__AIM OF THE TASK__
Which lines in the records below include the word "height"? Report each of them in full.

※ ※ ※

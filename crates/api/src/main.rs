use std::net::SocketAddr;
use std::sync::Arc;
use std::time::Duration;

use tokio_util::sync::CancellationToken;
use tracing_subscriber::{layer::SubscriberExt, util::SubscriberInitExt};

use trickplay_api::config::ServerConfig;
use trickplay_api::router::build_app_router;
use trickplay_api::state::AppState;
use trickplay_core::config::TrickplayConfig;
use trickplay_pipeline::bulk::BulkJobs;
use trickplay_pipeline::generator::TrickplayGenerator;
use trickplay_pipeline::library::{DirectoryLibrary, SharedLibrary};
use trickplay_pipeline::monitor::TracingMonitor;
use trickplay_pipeline::serving::TrickplayService;

#[tokio::main]
async fn main() {
    dotenvy::dotenv().ok();

    // --- Tracing ---
    tracing_subscriber::registry()
        .with(
            tracing_subscriber::EnvFilter::try_from_default_env().unwrap_or_else(|_| {
                "trickplay_api=debug,trickplay_pipeline=debug,tower_http=debug".into()
            }),
        )
        .with(tracing_subscriber::fmt::layer())
        .init();

    // --- Configuration ---
    let config = ServerConfig::from_env();
    tracing::info!(host = %config.host, port = %config.port, "Loaded server configuration");

    let trickplay_config =
        Arc::new(TrickplayConfig::from_env().expect("Invalid trickplay configuration"));
    tracing::info!(
        widths = ?trickplay_config.widths,
        interval_ms = trickplay_config.interval_ms,
        policy = ?trickplay_config.storage_policy(),
        on_demand = trickplay_config.on_demand_generation,
        "Loaded trickplay configuration"
    );

    // --- Library ---
    let library: SharedLibrary = Arc::new(DirectoryLibrary::new(
        &trickplay_config.media_root,
        trickplay_config.metadata_root(),
        &trickplay_config.ffprobe_path,
    ));
    tracing::info!(root = %trickplay_config.media_root.display(), "Directory library ready");

    // --- Pipeline ---
    let shutdown = CancellationToken::new();
    let generator = Arc::new(TrickplayGenerator::new(
        Arc::clone(&trickplay_config),
        Arc::new(TracingMonitor),
    ));
    let trickplay = Arc::new(TrickplayService::new(
        Arc::clone(&trickplay_config),
        Arc::clone(&library),
        Arc::clone(&generator),
        shutdown.child_token(),
    ));
    let jobs = Arc::new(BulkJobs::new(
        Arc::clone(&generator),
        Arc::clone(&library),
        shutdown.child_token(),
    ));

    // --- App state ---
    let state = AppState {
        config: Arc::new(config.clone()),
        trickplay: Arc::clone(&trickplay),
        jobs: Arc::clone(&jobs),
    };
    let app = build_app_router(state, &config);

    // --- Start server ---
    let addr = SocketAddr::new(
        config.host.parse().expect("Invalid HOST address"),
        config.port,
    );
    tracing::info!(%addr, "Starting server");

    let listener = tokio::net::TcpListener::bind(addr)
        .await
        .expect("Failed to bind to address");

    axum::serve(listener, app)
        .with_graceful_shutdown(shutdown_signal())
        .await
        .expect("Server error");

    // --- Post-shutdown cleanup ---
    tracing::info!("Server stopped accepting connections, cancelling background generation");
    shutdown.cancel();
    let drain = async {
        trickplay.shutdown().await;
        jobs.shutdown().await;
    };
    if tokio::time::timeout(Duration::from_secs(config.shutdown_timeout_secs), drain)
        .await
        .is_err()
    {
        tracing::warn!(
            timeout_secs = config.shutdown_timeout_secs,
            "Background jobs did not drain in time"
        );
    }

    tracing::info!("Graceful shutdown complete");
}

/// Wait for SIGINT (Ctrl-C) or, on Unix, SIGTERM.
async fn shutdown_signal() {
    let ctrl_c = async {
        tokio::signal::ctrl_c()
            .await
            .expect("Failed to install Ctrl-C handler");
    };

    #[cfg(unix)]
    let terminate = async {
        tokio::signal::unix::signal(tokio::signal::unix::SignalKind::terminate())
            .expect("Failed to install SIGTERM handler")
            .recv()
            .await;
    };

    #[cfg(not(unix))]
    let terminate = std::future::pending::<()>();

    tokio::select! {
        () = ctrl_c => {
            tracing::info!("Received SIGINT (Ctrl-C), starting graceful shutdown");
        }
        () = terminate => {
            tracing::info!("Received SIGTERM, starting graceful shutdown");
        }
    }
}
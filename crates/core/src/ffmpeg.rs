//! FFmpeg/FFprobe command utilities.
//!
//! Builds the frame-extraction command line and probes source runtime.
//! Process lifecycle (watchdog, cancellation, niceness) belongs to the
//! pipeline; this module only describes what to run.

use std::ffi::OsString;
use std::path::{Path, PathBuf};
use std::time::Duration;

use serde::Deserialize;

use crate::types::Width;

/// File-name prefix of every frame ffmpeg writes into the scratch directory.
pub const FRAME_PREFIX: &str = "img_";

/// Extension of every extracted frame.
pub const FRAME_EXTENSION: &str = "jpg";

/// Error type for FFmpeg/FFprobe operations.
#[derive(Debug, thiserror::Error)]
pub enum FfmpegError {
    #[error("ffprobe/ffmpeg binary not found: {0}")]
    NotFound(std::io::Error),

    #[error("ffprobe/ffmpeg execution failed (exit code {exit_code:?}): {stderr}")]
    ExecutionFailed {
        exit_code: Option<i32>,
        stderr: String,
    },

    #[error("failed to parse ffprobe output: {0}")]
    ParseError(String),

    #[error("video file not found: {0}")]
    VideoNotFound(String),
}

// ---------------------------------------------------------------------------
// ffprobe JSON output structures
// ---------------------------------------------------------------------------

/// Top-level ffprobe JSON output (`-print_format json -show_format -show_streams`).
#[derive(Debug, Deserialize)]
pub struct FfprobeOutput {
    #[serde(default)]
    pub streams: Vec<FfprobeStream>,
    pub format: FfprobeFormat,
}

#[derive(Debug, Deserialize)]
pub struct FfprobeStream {
    pub codec_type: Option<String>,
    pub width: Option<u32>,
    pub height: Option<u32>,
    pub duration: Option<String>,
}

#[derive(Debug, Deserialize)]
pub struct FfprobeFormat {
    pub duration: Option<String>,
    /// Comma-separated demuxer names, e.g. `"matroska,webm"`.
    pub format_name: Option<String>,
}

/// Run `ffprobe` on a video file and return the parsed JSON output.
pub async fn probe_video(ffprobe: &Path, path: &Path) -> Result<FfprobeOutput, FfmpegError> {
    if !path.exists() {
        return Err(FfmpegError::VideoNotFound(
            path.to_string_lossy().to_string(),
        ));
    }

    let output = tokio::process::Command::new(ffprobe)
        .args([
            "-v",
            "quiet",
            "-print_format",
            "json",
            "-show_format",
            "-show_streams",
        ])
        .arg(path)
        .kill_on_drop(true)
        .output()
        .await
        .map_err(FfmpegError::NotFound)?;

    if !output.status.success() {
        return Err(FfmpegError::ExecutionFailed {
            exit_code: output.status.code(),
            stderr: String::from_utf8_lossy(&output.stderr).to_string(),
        });
    }

    parse_probe_output(&output.stdout)
}

pub fn parse_probe_output(stdout: &[u8]) -> Result<FfprobeOutput, FfmpegError> {
    serde_json::from_slice::<FfprobeOutput>(stdout).map_err(|e| {
        FfmpegError::ParseError(format!("{e}: {}", String::from_utf8_lossy(stdout)))
    })
}

fn first_video_stream(probe: &FfprobeOutput) -> Option<&FfprobeStream> {
    probe
        .streams
        .iter()
        .find(|s| s.codec_type.as_deref() == Some("video"))
}

/// Runtime from ffprobe output: format duration first, then the first
/// video stream. `None` when neither parses to a positive value.
pub fn parse_duration(probe: &FfprobeOutput) -> Option<Duration> {
    let stream_duration = first_video_stream(probe).and_then(|s| s.duration.as_deref());
    [probe.format.duration.as_deref(), stream_duration]
        .into_iter()
        .flatten()
        .filter_map(|d| d.trim().parse::<f64>().ok())
        .find(|secs| secs.is_finite() && *secs > 0.0)
        .map(Duration::from_secs_f64)
}

/// Width and height of the first video stream.
pub fn parse_resolution(probe: &FfprobeOutput) -> Option<(u32, u32)> {
    let stream = first_video_stream(probe)?;
    Some((stream.width?, stream.height?))
}

/// Demuxer to force with `-f` for a given container name.
///
/// Only containers whose probe name differs from what ffmpeg would guess
/// from the extension get a hint; everything else is left to ffmpeg.
pub fn input_format_for_container(container: &str) -> Option<&'static str> {
    let first = container.split(',').next()?.trim().to_ascii_lowercase();
    match first.as_str() {
        "mkv" | "matroska" => Some("matroska"),
        "ts" | "m2ts" | "mts" | "mpegts" => Some("mpegts"),
        "mpeg" | "mpg" | "vob" => Some("mpeg"),
        "wmv" | "asf" => Some("asf"),
        "m4v" => Some("mov"),
        _ => None,
    }
}

// ---------------------------------------------------------------------------
// Frame extraction
// ---------------------------------------------------------------------------

/// One extraction run: sample `source` every `interval_ms`, scale to at most
/// `width` pixels wide, write JPEGs into `output_dir`.
#[derive(Debug, Clone)]
pub struct ExtractionCommand {
    pub ffmpeg: PathBuf,
    pub source: PathBuf,
    pub container: Option<String>,
    pub output_dir: PathBuf,
    pub width: Width,
    pub interval_ms: u32,
    /// 0 lets ffmpeg pick.
    pub threads: u32,
}

impl ExtractionCommand {
    /// Output pattern handed to the image2 muxer.
    pub fn output_pattern(&self) -> PathBuf {
        self.output_dir
            .join(format!("{FRAME_PREFIX}%08d.{FRAME_EXTENSION}"))
    }

    /// Video filter chain: one frame per interval, downscale only, even height.
    pub fn video_filter(&self) -> String {
        format!(
            "fps=1/{},scale=min(iw\\,{}):trunc(ow/dar/2)*2",
            format_seconds(self.interval_ms),
            self.width
        )
    }

    pub fn args(&self) -> Vec<OsString> {
        let mut args: Vec<OsString> = Vec::new();
        if let Some(format) = self
            .container
            .as_deref()
            .and_then(input_format_for_container)
        {
            args.push("-f".into());
            args.push(format.into());
        }
        args.push("-i".into());
        args.push(self.source.clone().into_os_string());
        args.push("-threads".into());
        args.push(self.threads.to_string().into());
        args.push("-v".into());
        args.push("quiet".into());
        args.push("-filter:v".into());
        args.push(self.video_filter().into());
        args.push("-f".into());
        args.push("image2".into());
        args.push(self.output_pattern().into_os_string());
        args
    }

    /// A ready-to-spawn command. Callers attach stdio and lifecycle options.
    pub fn to_command(&self) -> tokio::process::Command {
        let mut command = tokio::process::Command::new(&self.ffmpeg);
        command.args(self.args());
        command
    }
}

/// Whether `name` looks like a frame written by [`ExtractionCommand`].
pub fn is_frame_file(name: &str) -> bool {
    name.starts_with(FRAME_PREFIX)
        && Path::new(name)
            .extension()
            .is_some_and(|ext| ext.eq_ignore_ascii_case(FRAME_EXTENSION))
}

/// `10000` -> `"10"`, `1500` -> `"1.5"`, `250` -> `"0.25"`.
fn format_seconds(ms: u32) -> String {
    let whole = ms / 1000;
    let frac = ms % 1000;
    if frac == 0 {
        return whole.to_string();
    }
    let frac = format!("{frac:03}");
    format!("{whole}.{}", frac.trim_end_matches('0'))
}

※ ※ ※

__SOLVED EXERCISE__
    pub height: Option<u32>,
/// Width and height of the first video stream.
    Some((stream.width?, stream.height?))
    /// Video filter chain: one frame per interval, downscale only, even height.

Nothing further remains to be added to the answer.